Semua anak – anak telah selesai bermain. Aku mengakhiri olahraga hari itu dengan mengemas kembali papan – papan catur pada posisi semula. Aku mengajak mereka untuk duduk rapi dan tenang. Kakiku berdiri di depan anak – anak, dan aku mencoba mengetahui perasaan mereka setelah belajar catur.

“Bagaimana, kitong tadi olahraga. Olahraga catur yang tra perlu capek – capek. Ko senangkah tidak?”, tanyaku. “Senang”, jawab mereka. “Tadi itu catur yang kecil, dia pu nama apa e?”, tanyaku kembali. Semua anak hening, karena mereka lupa sebutan bagi catur – catur yang berukuran kecil dan selalu berada di posisi depan tersebut.

“Wah, masa su lupa. Ini namanya pion. Ini namanya apa?”, jelasku sambil mengangkat salah satu pion. “Pion, ibu”, teriak Mindan dengan keras. “Nah pion ini selalu berada di depan. Pion itu jumlahnya banyak dan kecil – kecil. Dia pu tugas sama catur – catur yang lain buat jaga raja. Ko semua mau jadi pionkah atau raja?”, tanyaku kembali. “Raja, ibu”, jawab Salman, Agus, Mindan, Sabet.

“Wah ko semua mau jadi raja ya. Itu sangat bagus, tapi kalau ko nanti jadi pion – pion saja, jangan sedih. Pion – pion itu juga baik, dia jaga raja, paling depan lagi. Ko semua ini pion – pion yang masih kecil tapi harus tetap belajar, seperti pion catur ini. Jangan malas – malas, sekarang tra bisa, harus belajar biar nanti bisa. Ibu nanti mau lihat ko yang masih kecil – kecil ini jadi tentarakah, dokterkah, mantrikah, suster, guru kaya ibu, atau kalau bisa jadi presiden. Bisakah tidak?”. “Bisa!!!”, teriak mereka serentak.

"Kalau ada yang su bisa dan pintar, bisa ajar teman yang belum bisa. Biar sama - sama pintar toh. Seperti pion catur ini, dong kecil tapi dong banyak dan baku bantu, supaya dong pu raja tra kalah toh? Oya siapa yang mau menjadi pemain catur yang hebat. Nanti bisa main catur ke Jawa, Sumatera, kemana – mana?”, tanyaku. “Sa ibu”, hampir kebanyakan anak mengangkat tangan dan menyahut. Aku hanya bisa mengaminkan segala impian mereka tersebut.
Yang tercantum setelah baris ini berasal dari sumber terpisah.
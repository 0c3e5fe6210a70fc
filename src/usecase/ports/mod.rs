pub mod engine;
pub mod storage;
pub mod ui;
Jumat itu, aku dan anak – anak tidak hanya belajar strategi bermain catur, tetapi belajar bersama – sama pion catur. Anak – anak Ansus adalah pion – pion harapan Ansus, walaupun terlihat kecil dan lemah seperti pion. Tugas kita adalah mengarahkan mereka dengan baik, agar menjadi raja atau pemimpin yang bijaksana di depan masyarakat Ansus, Yapen, Papua, Indonesia, dan Internasional. Pion – pion harapan Ansus, pion – pion harapan kami, teruslah belajar, dan kami akan terus bekerja bagi kalian.